1. Field of the Invention
The present invention relates to an amorphous iron based alloy having excellent magnetic characteristics as well as resistance to brittleness. The invention further relates to a method of manufacturing the amorphous iron based alloy.
2. Description of the Related Art
As disclosed in Japanese Patent Unexamined Publications No. 54-148122 (1979), No. 55-9460 (1980) and No.57-137451 (1982), when a molten alloy composed of Fe-BS-i or the like is ejected onto the surface of a cooling roll rotating at high speed, using the single roll method or the like, and is quenched and solidified at a cooling speed of about 105 °-106 °C/sec., a so-called amorphous alloy sheet can be produced with a thickness of about several dozens of microns and wherein the atoms are disposed in a disorderly arrangement.
Such an amorphous alloy sheet has low iron loss and high magnetic flux density and has excellent so-called soft magnetic characteristics when attempted to be put into practical use as a core material of a transformer.
Nevertheless, such a sheet composed of the Fe-B-Si ternary amorphous alloy has disadvantages. Although the sheet can achieve an iron loss value which is low to some degree, the improvement of iron loss is limited. A further reduced iron loss cannot be expected from a ternary alloy. To cope with this problem, attempts have been made to add various elements to the ternary amorphous alloy as a fourth component.
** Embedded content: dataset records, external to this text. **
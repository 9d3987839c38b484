//! Filename sanitization for provider uploads.

use regex::Regex;
use std::sync::LazyLock;

// Explicit ASCII class: regex's `\w` is Unicode-aware and would admit
// characters the providers' attachment names should not carry.
static DISALLOWED: LazyLock<Regex> =
    LazyLock::new(|| Regex::new(r"[^A-Za-z0-9._-]+").expect("static pattern"));

/// Replace every run of characters outside `[A-Za-z0-9._-]` with a single
/// underscore. The result is used as the attachment filename (with a `.bin`
/// extension appended by the uploaders).
pub fn sanitize_file_name(name: &str) -> String {
    DISALLOWED.replace_all(name, "_").into_owned()
}
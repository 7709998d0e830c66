use crate::util::alloc::free_list_allocator::FreeListConfig;
use crate::util::conversions::raw_align_up;
use std::alloc::Layout;
use std::ptr::NonNull;
use std::sync::atomic::{AtomicPtr, AtomicUsize, Ordering};

/// Sizing of the segments of a [`SegmentedArena`].
#[derive(Copy, Clone, Debug)]
pub struct CardSetAllocOptions {
    slot_size: usize,
    initial_num_slots: usize,
    max_num_slots: usize,
}

impl CardSetAllocOptions {
    pub const SLOT_ALIGNMENT: usize = 8;

    pub fn new(slot_size: usize, initial_num_slots: usize, max_num_slots: usize) -> Self {
        debug_assert!(initial_num_slots > 0 && initial_num_slots <= max_num_slots);
        Self {
            slot_size: raw_align_up(slot_size, Self::SLOT_ALIGNMENT),
            initial_num_slots,
            max_num_slots,
        }
    }

    pub fn slot_size(&self) -> usize {
        self.slot_size
    }

    pub fn initial_num_slots(&self) -> usize {
        self.initial_num_slots
    }

    /// Exponential growth between the initial and the maximum number of slots.
    pub fn next_num_slots(&self, prev_num_slots: usize) -> usize {
        prev_num_slots
            .saturating_mul(2)
            .clamp(self.initial_num_slots, self.max_num_slots)
    }
}

struct Segment {
    start: NonNull<u8>,
    num_slots: usize,
    /// Index of the next slot to hand out. May run past `num_slots` when racing bumps fail.
    next_slot: AtomicUsize,
}

impl Segment {
    fn layout(num_slots: usize, slot_size: usize) -> Layout {
        // Slot sizes are small and slot counts are clamped, so this never overflows.
        Layout::from_size_align(num_slots * slot_size, CardSetAllocOptions::SLOT_ALIGNMENT)
            .unwrap_or_else(|_| panic!("bad segment layout: {} x {}", num_slots, slot_size))
    }

    fn new(num_slots: usize, slot_size: usize) -> Box<Segment> {
        let layout = Self::layout(num_slots, slot_size);
        let ptr = unsafe { std::alloc::alloc(layout) };
        let Some(start) = NonNull::new(ptr) else {
            // A collector cannot collect to satisfy its own bookkeeping.
            std::alloc::handle_alloc_error(layout)
        };
        Box::new(Segment {
            start,
            num_slots,
            next_slot: AtomicUsize::new(0),
        })
    }

    fn try_allocate(&self, slot_size: usize) -> Option<NonNull<u8>> {
        if self.next_slot.load(Ordering::Relaxed) >= self.num_slots {
            return None;
        }
        let index = self.next_slot.fetch_add(1, Ordering::AcqRel);
        if index >= self.num_slots {
            return None;
        }
        Some(unsafe { NonNull::new_unchecked(self.start.as_ptr().add(index * slot_size)) })
    }

    fn used_slots(&self) -> usize {
        self.next_slot.load(Ordering::Relaxed).min(self.num_slots)
    }
}

/// An arena of fixed-size slots carved from segments that grow exponentially. Slots are only
/// returned to the system all at once, by [`SegmentedArena::drop_all`].
pub struct SegmentedArena {
    options: CardSetAllocOptions,
    current: AtomicPtr<Segment>,
    segments: spin::Mutex<Vec<Box<Segment>>>,
}

unsafe impl Send for SegmentedArena {}
unsafe impl Sync for SegmentedArena {}

impl SegmentedArena {
    pub fn new(options: CardSetAllocOptions) -> Self {
        Self {
            options,
            current: AtomicPtr::new(std::ptr::null_mut()),
            segments: spin::Mutex::new(Vec::new()),
        }
    }

    pub fn options(&self) -> &CardSetAllocOptions {
        &self.options
    }

    pub fn slot_size(&self) -> usize {
        self.options.slot_size
    }

    pub fn num_segments(&self) -> usize {
        self.segments.lock().len()
    }

    pub fn allocate_slot(&self) -> NonNull<u8> {
        loop {
            let current = self.current.load(Ordering::Acquire);
            if !current.is_null() {
                if let Some(slot) = unsafe { &*current }.try_allocate(self.options.slot_size) {
                    return slot;
                }
            }
            let mut segments = self.segments.lock();
            // Somebody else may have grown the arena while we waited.
            if self.current.load(Ordering::Acquire) != current {
                continue;
            }
            let prev_num_slots = segments.last().map_or(0, |s| s.num_slots);
            let num_slots = self.options.next_num_slots(prev_num_slots);
            let segment = Segment::new(num_slots, self.options.slot_size);
            let ptr = &*segment as *const Segment as *mut Segment;
            segments.push(segment);
            trace!(
                "Arena segment #{}: {} slots of {} bytes",
                segments.len(),
                num_slots,
                self.options.slot_size
            );
            self.current.store(ptr, Ordering::Release);
        }
    }

    /// Bytes held in segments.
    pub fn mem_size(&self) -> usize {
        self.segments
            .lock()
            .iter()
            .map(|s| std::mem::size_of::<Segment>() + s.num_slots * self.options.slot_size)
            .sum()
    }

    /// Bytes of slots never handed out, plus `unused_slots` slots that were handed out and
    /// came back.
    pub fn wasted_mem_size(&self, unused_slots: usize) -> usize {
        let current = self.current.load(Ordering::Acquire);
        let never_used = if current.is_null() {
            0
        } else {
            let segment = unsafe { &*current };
            segment.num_slots - segment.used_slots()
        };
        (never_used + unused_slots) * self.options.slot_size
    }

    /// Free every segment. Every slot handed out becomes invalid, so this may only be called
    /// when nothing refers to any slot.
    pub fn drop_all(&self) {
        let mut segments = self.segments.lock();
        self.current.store(std::ptr::null_mut(), Ordering::Release);
        for segment in segments.drain(..) {
            unsafe {
                std::alloc::dealloc(
                    segment.start.as_ptr(),
                    Segment::layout(segment.num_slots, self.options.slot_size),
                )
            };
        }
    }
}

impl FreeListConfig for SegmentedArena {
    fn allocate(&self) -> NonNull<u8> {
        self.allocate_slot()
    }

    unsafe fn deallocate(&self, _node: NonNull<u8>) {
        // Slots go back together with their segment.
    }
}

impl Drop for SegmentedArena {
    fn drop(&mut self) {
        self.drop_all();
    }
}
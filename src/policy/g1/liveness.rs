use crate::util::constants::{BITS_IN_WORD, BYTES_IN_PAGE, BYTES_IN_WORD, LOG_BITS_IN_WORD};
use crate::util::conversions::raw_align_up;
use crate::util::memory::{self, MmapAnnotation};
use crate::util::rust_util::lazy_init::{LazyInit, LazyInitState};
use crate::util::{Address, ObjectReference};
use std::sync::atomic::{AtomicUsize, Ordering};

/// One bit per heap word, telling whether a live object starts at that word.
///
/// The bits of each region live in their own slice of a range reserved up front. A slice is
/// committed the first time something in its region is marked. The state of each region
/// ([`LazyInit`]) gates every bit access: a region that was not marked this cycle reads as
/// all clear without touching its storage.
pub struct RegionLivenessMap {
    heap_start: Address,
    log_region_bytes: usize,
    num_regions: usize,
    storage: Address,
    /// Bytes of storage per region, rounded up to whole pages.
    bytes_per_region: usize,
    states: Box<[LazyInit]>,
    committed: AtomicUsize,
}

impl RegionLivenessMap {
    pub fn new(heap_start: Address, num_regions: usize, region_bytes: usize) -> Self {
        debug_assert!(region_bytes.is_power_of_two());
        let bits = region_bytes / BYTES_IN_WORD;
        let bytes_per_region = raw_align_up(bits / 8, BYTES_IN_PAGE);
        let total = bytes_per_region * num_regions;
        let storage = memory::reserve(total, &MmapAnnotation::SideBitmap { name: "liveness" })
            .unwrap_or_else(|e| memory::handle_mmap_error(e, heap_start, total));
        debug!(
            "Liveness map: {} regions, {} bytes reserved at {}",
            num_regions, total, storage
        );
        Self {
            heap_start,
            log_region_bytes: region_bytes.trailing_zeros() as usize,
            num_regions,
            storage,
            bytes_per_region,
            states: (0..num_regions).map(|_| LazyInit::new()).collect(),
            committed: AtomicUsize::new(0),
        }
    }

    pub fn num_regions(&self) -> usize {
        self.num_regions
    }

    fn region_bytes(&self) -> usize {
        1 << self.log_region_bytes
    }

    fn region_start(&self, region: usize) -> Address {
        self.heap_start + (region << self.log_region_bytes)
    }

    /// The region an address is in.
    pub fn region_index(&self, addr: Address) -> usize {
        debug_assert!(addr >= self.heap_start);
        let index = (addr - self.heap_start) >> self.log_region_bytes;
        debug_assert!(index < self.num_regions, "{} is not in the heap", addr);
        index
    }

    fn storage_of(&self, region: usize) -> Address {
        self.storage + region * self.bytes_per_region
    }

    /// The word holding the bit of `addr`, and the mask of that bit.
    #[inline(always)]
    fn bit(&self, region: usize, addr: Address) -> (&AtomicUsize, usize) {
        debug_assert!(addr.is_aligned_to(BYTES_IN_WORD));
        let bit_index = addr.words_from(self.region_start(region));
        let word = self.storage_of(region) + ((bit_index >> LOG_BITS_IN_WORD) * BYTES_IN_WORD);
        let mask = 1usize << (bit_index & (BITS_IN_WORD - 1));
        (unsafe { word.as_ref::<AtomicUsize>() }, mask)
    }

    fn words_of(&self, region: usize) -> usize {
        (self.region_bytes() / BYTES_IN_WORD) / BITS_IN_WORD
    }

    fn word_at(&self, region: usize, index: usize) -> &AtomicUsize {
        debug_assert!(index < self.words_of(region));
        unsafe { (self.storage_of(region) + index * BYTES_IN_WORD).as_ref::<AtomicUsize>() }
    }

    fn commit(&self, region: usize) {
        let start = self.storage_of(region);
        memory::commit(start, self.bytes_per_region)
            .unwrap_or_else(|e| memory::handle_mmap_error(e, start, self.bytes_per_region));
        // Anonymous pages come back zeroed on Linux, even after they were uncommitted.
        if !cfg!(target_os = "linux") {
            memory::zero(start, self.bytes_per_region);
        }
        self.committed.fetch_add(1, Ordering::Relaxed);
        trace!("Liveness map: committed region {}", region);
    }

    /// Make the storage of `region` usable and mark the region. Racing threads wait for the
    /// one that commits.
    fn prepare_to_mark(&self, region: usize) {
        let state = &self.states[region];
        if state.is_marked() {
            return;
        }
        state.ensure_initialized(|| self.commit(region));
        state.try_mark();
    }

    /// Set the bit of `addr`. Returns whether it was already set.
    pub fn mark(&self, addr: Address) -> bool {
        let region = self.region_index(addr);
        self.prepare_to_mark(region);
        let (word, mask) = self.bit(region, addr);
        word.fetch_or(mask, Ordering::Relaxed) & mask != 0
    }

    /// Set the bit of `addr`. Returns true only for the one thread that set it.
    pub fn par_mark(&self, addr: Address) -> bool {
        let region = self.region_index(addr);
        self.prepare_to_mark(region);
        let (word, mask) = self.bit(region, addr);
        if word.load(Ordering::Relaxed) & mask != 0 {
            return false;
        }
        word.fetch_or(mask, Ordering::Relaxed) & mask == 0
    }

    /// Whether anything in `region` was marked since it was last reset.
    pub fn is_region_marked(&self, region: usize) -> bool {
        self.states[region].is_marked()
    }

    pub fn is_marked(&self, addr: Address) -> bool {
        let region = self.region_index(addr);
        if !self.is_region_marked(region) {
            return false;
        }
        let (word, mask) = self.bit(region, addr);
        word.load(Ordering::Relaxed) & mask != 0
    }

    pub fn is_object_marked(&self, object: ObjectReference) -> bool {
        self.is_marked(object.to_raw_address())
    }

    /// Clear the bit of `addr`. Must not race with marking in the same region.
    pub fn clear(&self, addr: Address) {
        let region = self.region_index(addr);
        if !self.is_region_marked(region) {
            return;
        }
        let (word, mask) = self.bit(region, addr);
        word.fetch_and(!mask, Ordering::Relaxed);
    }

    /// Clear every bit of `region`. The region stays marked.
    pub fn clear_range(&self, region: usize) {
        if !self.states[region].is_initialized() {
            return;
        }
        let bytes = self.words_of(region) * BYTES_IN_WORD;
        memory::zero(self.storage_of(region), bytes);
    }

    /// Clear every bit of `region` and move it back from marked to initialized.
    pub fn reset(&self, region: usize) {
        let state = &self.states[region];
        if state.state() == LazyInitState::Marked {
            self.clear_range(region);
            state.reset_to_initialized();
        }
    }

    /// Reset every region.
    pub fn reset_all(&self) {
        for region in 0..self.num_regions {
            self.reset(region);
        }
    }

    /// Give the storage of an initialized region that holds no marks back to the OS.
    pub fn uncommit_region(&self, region: usize) {
        let state = &self.states[region];
        debug_assert_eq!(
            state.state(),
            LazyInitState::Initialized,
            "region {} must be initialized and unmarked",
            region
        );
        let start = self.storage_of(region);
        memory::uncommit(start, self.bytes_per_region)
            .unwrap_or_else(|e| memory::handle_mmap_error(e, start, self.bytes_per_region));
        state.reset_to_uninitialized();
        self.committed.fetch_sub(1, Ordering::Relaxed);
    }

    pub fn num_committed_regions(&self) -> usize {
        self.committed.load(Ordering::Relaxed)
    }

    /// The lowest marked address in `[from, limit)`, or `limit` if there is none.
    pub fn next_marked_address(&self, from: Address, limit: Address) -> Address {
        let mut cursor = from;
        while cursor < limit {
            let region = self.region_index(cursor);
            let region_end = self.region_start(region) + self.region_bytes();
            let end = limit.min(region_end);
            if self.is_region_marked(region) {
                if let Some(found) = self.next_marked_in_region(region, cursor, end) {
                    return found;
                }
            }
            cursor = region_end;
        }
        limit
    }

    fn next_marked_in_region(&self, region: usize, from: Address, end: Address) -> Option<Address> {
        let base = self.region_start(region);
        let first_bit = from.words_from(base);
        let end_bit = end.words_from(base);
        let mut index = first_bit >> LOG_BITS_IN_WORD;
        let mut word = self.word_at(region, index).load(Ordering::Relaxed)
            & (usize::MAX << (first_bit & (BITS_IN_WORD - 1)));
        loop {
            if word != 0 {
                let bit = (index << LOG_BITS_IN_WORD) + word.trailing_zeros() as usize;
                return if bit < end_bit {
                    Some(base.add_words(bit))
                } else {
                    None
                };
            }
            index += 1;
            if index << LOG_BITS_IN_WORD >= end_bit {
                return None;
            }
            word = self.word_at(region, index).load(Ordering::Relaxed);
        }
    }

    /// Visit the marked objects of `region` below `limit` in address order. `f` returns the
    /// size of the object in words; the walk resumes after it.
    pub fn iterate(
        &self,
        region: usize,
        limit: Address,
        mut f: impl FnMut(ObjectReference) -> usize,
    ) {
        if !self.is_region_marked(region) {
            return;
        }
        let mut cursor = self.region_start(region);
        loop {
            cursor = self.next_marked_address(cursor, limit);
            if cursor >= limit {
                return;
            }
            let size = f(ObjectReference::from_raw_address(cursor));
            debug_assert!(size > 0);
            cursor = cursor.add_words(size);
        }
    }

    /// The number of set bits in `region`.
    pub fn count_marked(&self, region: usize) -> usize {
        if !self.is_region_marked(region) {
            return 0;
        }
        (0..self.words_of(region))
            .map(|i| self.word_at(region, i).load(Ordering::Relaxed).count_ones() as usize)
            .sum()
    }

    pub fn mem_size(&self) -> usize {
        std::mem::size_of::<Self>()
            + self.states.len() * std::mem::size_of::<LazyInit>()
            + self.num_committed_regions() * self.bytes_per_region
    }
}

impl Drop for RegionLivenessMap {
    fn drop(&mut self) {
        let total = self.bytes_per_region * self.num_regions;
        if let Err(e) = memory::release(self.storage, total) {
            warn!("Failed to release liveness map at {}: {}", self.storage, e);
        }
    }
}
For example, Japanese Patent Examined Publication No. 1-54422 (1989) proposed an amorphous iron based alloy obtained by the addition of Mn, Ni and the like to an Fe-BS-i alloy in an amount of 0.5-3 at % (atomic percent) and the thus obtained amorphous iron based alloy had a low iron loss and excellent insulating film processing properties. However, when Mn is added in an amount of 0.5 at % or more, the material becomes brittle. Further, reduction of magnetic flux density becomes a problem in practical use.
Japanese Patent Unexamined Publication No. 62-192560 (1987) proposed an amorphous alloy obtained by adding one element or two or more selected from Cr, Mo, Ta, Mn, Ni, Co, V, Nb and W to a Fe-B-Si alloy, in an amount of 0.05-5 at %, and further subjecting the resulting alloy to a process such as rolling or the like for adjustment of surface roughness of the alloy.
However, Japanese Patent Unexamined Publication No. 62-192560 (1987) does not take brittleness into consideration. Further, even if the surface roughness of the alloy made into a sheet is adjusted by rolling or the like, such a process is doubtfully effective for reduction of brittleness. In addition, adjustment of surface roughness is industrially very ineffective and also disadvantageous as to manufacturing cost.
The present invention is directed to overcoming the aforesaid problems advantageously, and relates to an amorphous iron based alloy having excellent magnetic characteristics as well as resistance to brittleness. It is further directed to a method of manufacturing such a superior amorphous iron based alloy.
To improve the iron loss of an Fe-B-Si amorphous iron based alloy, it is effective in some ways to add a slight amount of Mn to the alloy, as described above. However, this is disadvantageous because it is accompanied by reduction of magnetic flux density and increase of brittleness of the material.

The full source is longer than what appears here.